- Given entries:
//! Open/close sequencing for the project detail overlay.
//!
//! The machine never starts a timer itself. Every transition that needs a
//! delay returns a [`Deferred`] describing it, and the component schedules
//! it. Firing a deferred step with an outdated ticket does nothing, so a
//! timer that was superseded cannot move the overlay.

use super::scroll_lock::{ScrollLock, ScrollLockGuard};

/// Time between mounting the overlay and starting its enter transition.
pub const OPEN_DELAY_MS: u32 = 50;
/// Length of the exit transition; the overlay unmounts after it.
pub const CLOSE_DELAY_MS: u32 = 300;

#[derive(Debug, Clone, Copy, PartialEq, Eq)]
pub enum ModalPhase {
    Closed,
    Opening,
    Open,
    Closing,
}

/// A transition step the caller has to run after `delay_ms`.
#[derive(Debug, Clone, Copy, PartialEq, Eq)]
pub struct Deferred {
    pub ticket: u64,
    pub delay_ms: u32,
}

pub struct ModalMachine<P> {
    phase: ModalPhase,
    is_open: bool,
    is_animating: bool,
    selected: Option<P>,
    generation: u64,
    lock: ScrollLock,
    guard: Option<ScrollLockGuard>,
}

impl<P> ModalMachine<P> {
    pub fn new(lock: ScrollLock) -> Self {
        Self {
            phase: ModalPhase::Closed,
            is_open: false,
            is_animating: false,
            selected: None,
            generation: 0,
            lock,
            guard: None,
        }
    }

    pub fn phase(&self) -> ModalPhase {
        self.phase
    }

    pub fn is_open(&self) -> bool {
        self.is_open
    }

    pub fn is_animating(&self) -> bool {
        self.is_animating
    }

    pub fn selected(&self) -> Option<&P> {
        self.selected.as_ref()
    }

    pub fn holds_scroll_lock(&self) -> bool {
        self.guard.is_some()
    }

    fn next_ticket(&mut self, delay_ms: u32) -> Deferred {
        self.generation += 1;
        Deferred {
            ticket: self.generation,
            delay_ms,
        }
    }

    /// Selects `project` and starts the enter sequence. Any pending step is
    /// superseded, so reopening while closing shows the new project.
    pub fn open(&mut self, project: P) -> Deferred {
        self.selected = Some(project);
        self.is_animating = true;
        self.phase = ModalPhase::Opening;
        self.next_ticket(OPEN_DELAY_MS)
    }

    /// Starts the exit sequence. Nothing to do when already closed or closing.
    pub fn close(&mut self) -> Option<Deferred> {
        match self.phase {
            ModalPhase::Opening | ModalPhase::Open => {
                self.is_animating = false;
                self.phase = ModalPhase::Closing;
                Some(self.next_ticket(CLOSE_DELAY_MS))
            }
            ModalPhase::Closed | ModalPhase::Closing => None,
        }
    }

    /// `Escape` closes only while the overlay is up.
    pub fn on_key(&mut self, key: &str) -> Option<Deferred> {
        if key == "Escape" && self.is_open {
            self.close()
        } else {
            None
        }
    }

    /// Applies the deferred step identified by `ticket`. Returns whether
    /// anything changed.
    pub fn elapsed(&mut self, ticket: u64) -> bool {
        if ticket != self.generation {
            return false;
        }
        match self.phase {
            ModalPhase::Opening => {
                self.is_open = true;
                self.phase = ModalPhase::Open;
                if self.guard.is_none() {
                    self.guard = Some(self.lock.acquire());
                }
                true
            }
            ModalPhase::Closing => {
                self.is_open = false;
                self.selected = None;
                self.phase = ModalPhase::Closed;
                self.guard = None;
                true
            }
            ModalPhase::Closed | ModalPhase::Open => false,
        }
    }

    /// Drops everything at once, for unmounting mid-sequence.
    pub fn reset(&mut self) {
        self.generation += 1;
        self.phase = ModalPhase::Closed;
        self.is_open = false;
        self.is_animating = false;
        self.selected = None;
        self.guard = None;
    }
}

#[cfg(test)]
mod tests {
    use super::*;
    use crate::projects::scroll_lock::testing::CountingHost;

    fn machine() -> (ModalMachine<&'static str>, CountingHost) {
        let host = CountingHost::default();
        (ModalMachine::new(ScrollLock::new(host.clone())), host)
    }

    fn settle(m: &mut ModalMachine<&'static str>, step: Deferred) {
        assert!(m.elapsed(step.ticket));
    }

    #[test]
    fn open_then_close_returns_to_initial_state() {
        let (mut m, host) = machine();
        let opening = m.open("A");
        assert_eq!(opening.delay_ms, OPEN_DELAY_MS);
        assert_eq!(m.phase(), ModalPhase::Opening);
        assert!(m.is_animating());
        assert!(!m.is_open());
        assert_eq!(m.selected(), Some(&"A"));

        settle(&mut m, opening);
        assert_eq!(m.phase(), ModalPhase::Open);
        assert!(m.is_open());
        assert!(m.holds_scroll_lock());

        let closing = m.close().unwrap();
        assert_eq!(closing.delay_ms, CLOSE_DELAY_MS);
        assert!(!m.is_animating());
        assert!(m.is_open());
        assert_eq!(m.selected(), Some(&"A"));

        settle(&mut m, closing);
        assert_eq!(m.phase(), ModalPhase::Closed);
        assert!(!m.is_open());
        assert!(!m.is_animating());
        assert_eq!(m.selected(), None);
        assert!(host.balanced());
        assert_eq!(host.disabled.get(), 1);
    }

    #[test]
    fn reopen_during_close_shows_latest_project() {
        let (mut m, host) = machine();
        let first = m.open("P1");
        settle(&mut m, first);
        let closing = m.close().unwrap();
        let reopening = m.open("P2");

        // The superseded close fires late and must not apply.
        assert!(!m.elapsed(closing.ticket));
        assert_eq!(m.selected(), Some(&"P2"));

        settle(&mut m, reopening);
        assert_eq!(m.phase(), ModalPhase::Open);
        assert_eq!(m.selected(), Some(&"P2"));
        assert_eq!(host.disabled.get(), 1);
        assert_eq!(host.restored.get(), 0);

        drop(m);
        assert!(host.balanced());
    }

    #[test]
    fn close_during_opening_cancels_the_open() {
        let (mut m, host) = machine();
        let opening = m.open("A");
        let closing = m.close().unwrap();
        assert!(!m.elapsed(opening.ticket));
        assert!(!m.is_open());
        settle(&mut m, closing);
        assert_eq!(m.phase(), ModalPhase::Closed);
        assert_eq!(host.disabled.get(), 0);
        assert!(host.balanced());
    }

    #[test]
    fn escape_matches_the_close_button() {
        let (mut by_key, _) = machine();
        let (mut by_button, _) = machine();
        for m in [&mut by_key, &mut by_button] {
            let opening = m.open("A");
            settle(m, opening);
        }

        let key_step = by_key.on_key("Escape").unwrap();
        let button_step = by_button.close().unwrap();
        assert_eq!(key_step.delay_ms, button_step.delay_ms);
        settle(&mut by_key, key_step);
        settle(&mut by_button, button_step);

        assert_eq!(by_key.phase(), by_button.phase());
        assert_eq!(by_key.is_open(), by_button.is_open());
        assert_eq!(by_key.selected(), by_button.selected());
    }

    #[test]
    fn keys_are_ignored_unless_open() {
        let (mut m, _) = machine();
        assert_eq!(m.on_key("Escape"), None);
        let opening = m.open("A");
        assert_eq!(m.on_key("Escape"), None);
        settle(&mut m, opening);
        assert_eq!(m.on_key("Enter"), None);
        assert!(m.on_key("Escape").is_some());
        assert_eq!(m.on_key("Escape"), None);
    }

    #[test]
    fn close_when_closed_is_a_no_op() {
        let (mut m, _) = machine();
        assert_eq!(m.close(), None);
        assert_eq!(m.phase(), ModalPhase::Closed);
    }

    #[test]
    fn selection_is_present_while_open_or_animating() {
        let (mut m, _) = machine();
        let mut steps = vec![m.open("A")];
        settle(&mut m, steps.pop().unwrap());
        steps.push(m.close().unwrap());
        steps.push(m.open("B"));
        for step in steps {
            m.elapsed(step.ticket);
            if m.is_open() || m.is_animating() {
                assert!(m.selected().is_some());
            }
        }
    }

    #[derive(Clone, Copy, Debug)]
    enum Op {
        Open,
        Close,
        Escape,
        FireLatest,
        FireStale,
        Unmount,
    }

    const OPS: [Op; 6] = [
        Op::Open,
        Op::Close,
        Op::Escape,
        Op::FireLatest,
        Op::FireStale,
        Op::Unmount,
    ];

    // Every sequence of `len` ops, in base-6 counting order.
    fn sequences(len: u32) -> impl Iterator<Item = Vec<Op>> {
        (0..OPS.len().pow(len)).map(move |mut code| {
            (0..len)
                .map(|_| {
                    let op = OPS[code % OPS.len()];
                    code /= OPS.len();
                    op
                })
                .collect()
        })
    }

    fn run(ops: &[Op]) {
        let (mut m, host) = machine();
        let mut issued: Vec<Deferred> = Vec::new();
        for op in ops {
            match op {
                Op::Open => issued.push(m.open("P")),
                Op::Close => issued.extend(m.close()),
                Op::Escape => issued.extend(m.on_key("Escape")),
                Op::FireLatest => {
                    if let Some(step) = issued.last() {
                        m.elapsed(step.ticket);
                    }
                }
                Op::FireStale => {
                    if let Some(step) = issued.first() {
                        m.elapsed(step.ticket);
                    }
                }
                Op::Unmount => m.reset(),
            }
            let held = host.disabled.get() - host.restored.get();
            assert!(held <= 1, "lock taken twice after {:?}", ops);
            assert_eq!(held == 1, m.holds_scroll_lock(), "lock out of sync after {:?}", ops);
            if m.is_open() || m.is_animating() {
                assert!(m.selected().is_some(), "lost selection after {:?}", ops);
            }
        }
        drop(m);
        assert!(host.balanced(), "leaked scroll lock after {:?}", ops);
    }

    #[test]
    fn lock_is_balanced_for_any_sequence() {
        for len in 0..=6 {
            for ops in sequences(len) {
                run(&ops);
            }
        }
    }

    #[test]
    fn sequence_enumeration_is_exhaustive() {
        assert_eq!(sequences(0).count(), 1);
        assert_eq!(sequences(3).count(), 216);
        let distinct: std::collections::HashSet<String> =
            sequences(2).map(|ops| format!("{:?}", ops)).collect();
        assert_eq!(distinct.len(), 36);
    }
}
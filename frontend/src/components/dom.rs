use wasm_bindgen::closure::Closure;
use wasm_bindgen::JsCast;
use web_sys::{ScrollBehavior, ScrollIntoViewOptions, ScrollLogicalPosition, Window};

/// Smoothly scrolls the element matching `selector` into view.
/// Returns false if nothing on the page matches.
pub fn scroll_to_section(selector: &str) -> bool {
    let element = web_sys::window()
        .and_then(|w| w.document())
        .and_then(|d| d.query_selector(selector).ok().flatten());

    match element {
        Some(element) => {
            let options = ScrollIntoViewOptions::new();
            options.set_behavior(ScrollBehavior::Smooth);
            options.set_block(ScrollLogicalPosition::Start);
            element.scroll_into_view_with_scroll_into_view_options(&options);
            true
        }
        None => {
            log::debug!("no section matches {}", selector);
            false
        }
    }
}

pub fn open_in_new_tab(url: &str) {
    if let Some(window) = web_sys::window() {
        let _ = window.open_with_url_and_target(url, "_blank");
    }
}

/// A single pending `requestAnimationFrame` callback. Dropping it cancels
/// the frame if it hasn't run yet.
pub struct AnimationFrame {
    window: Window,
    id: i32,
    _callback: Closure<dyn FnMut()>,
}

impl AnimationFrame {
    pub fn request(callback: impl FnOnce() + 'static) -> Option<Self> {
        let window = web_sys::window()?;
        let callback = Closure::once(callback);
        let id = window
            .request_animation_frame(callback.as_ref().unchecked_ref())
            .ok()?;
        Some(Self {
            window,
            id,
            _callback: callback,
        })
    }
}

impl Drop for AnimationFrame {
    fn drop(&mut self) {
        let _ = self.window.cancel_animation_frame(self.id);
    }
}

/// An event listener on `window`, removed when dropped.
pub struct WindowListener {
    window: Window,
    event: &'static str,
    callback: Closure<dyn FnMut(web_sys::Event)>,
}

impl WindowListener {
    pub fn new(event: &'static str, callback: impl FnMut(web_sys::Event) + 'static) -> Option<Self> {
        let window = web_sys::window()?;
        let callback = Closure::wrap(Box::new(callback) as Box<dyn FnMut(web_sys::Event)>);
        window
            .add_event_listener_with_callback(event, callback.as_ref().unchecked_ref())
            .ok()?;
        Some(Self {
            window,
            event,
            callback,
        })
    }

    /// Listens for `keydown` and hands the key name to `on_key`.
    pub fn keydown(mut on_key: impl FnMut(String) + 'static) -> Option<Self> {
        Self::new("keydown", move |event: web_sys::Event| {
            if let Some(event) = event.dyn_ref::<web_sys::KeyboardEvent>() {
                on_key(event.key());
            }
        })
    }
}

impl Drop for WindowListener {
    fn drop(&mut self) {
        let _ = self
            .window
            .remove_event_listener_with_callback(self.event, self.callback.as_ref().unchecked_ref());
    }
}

- What to produce: Reproduce, exactly and without additions, the run of lines from the start of the listing above to the line bearing "self.selected = Some(project);", inclusive.

- Your response:
//! Open/close sequencing for the project detail overlay.
//!
//! The machine never starts a timer itself. Every transition that needs a
//! delay returns a [`Deferred`] describing it, and the component schedules
//! it. Firing a deferred step with an outdated ticket does nothing, so a
//! timer that was superseded cannot move the overlay.

use super::scroll_lock::{ScrollLock, ScrollLockGuard};

/// Time between mounting the overlay and starting its enter transition.
pub const OPEN_DELAY_MS: u32 = 50;
/// Length of the exit transition; the overlay unmounts after it.
pub const CLOSE_DELAY_MS: u32 = 300;

#[derive(Debug, Clone, Copy, PartialEq, Eq)]
pub enum ModalPhase {
    Closed,
    Opening,
    Open,
    Closing,
}

/// A transition step the caller has to run after `delay_ms`.
#[derive(Debug, Clone, Copy, PartialEq, Eq)]
pub struct Deferred {
    pub ticket: u64,
    pub delay_ms: u32,
}

pub struct ModalMachine<P> {
    phase: ModalPhase,
    is_open: bool,
    is_animating: bool,
    selected: Option<P>,
    generation: u64,
    lock: ScrollLock,
    guard: Option<ScrollLockGuard>,
}

impl<P> ModalMachine<P> {
    pub fn new(lock: ScrollLock) -> Self {
        Self {
            phase: ModalPhase::Closed,
            is_open: false,
            is_animating: false,
            selected: None,
            generation: 0,
            lock,
            guard: None,
        }
    }

    pub fn phase(&self) -> ModalPhase {
        self.phase
    }

    pub fn is_open(&self) -> bool {
        self.is_open
    }

    pub fn is_animating(&self) -> bool {
        self.is_animating
    }

    pub fn selected(&self) -> Option<&P> {
        self.selected.as_ref()
    }

    pub fn holds_scroll_lock(&self) -> bool {
        self.guard.is_some()
    }

    fn next_ticket(&mut self, delay_ms: u32) -> Deferred {
        self.generation += 1;
        Deferred {
            ticket: self.generation,
            delay_ms,
        }
    }

    /// Selects `project` and starts the enter sequence. Any pending step is
    /// superseded, so reopening while closing shows the new project.
    pub fn open(&mut self, project: P) -> Deferred {
        self.selected = Some(project);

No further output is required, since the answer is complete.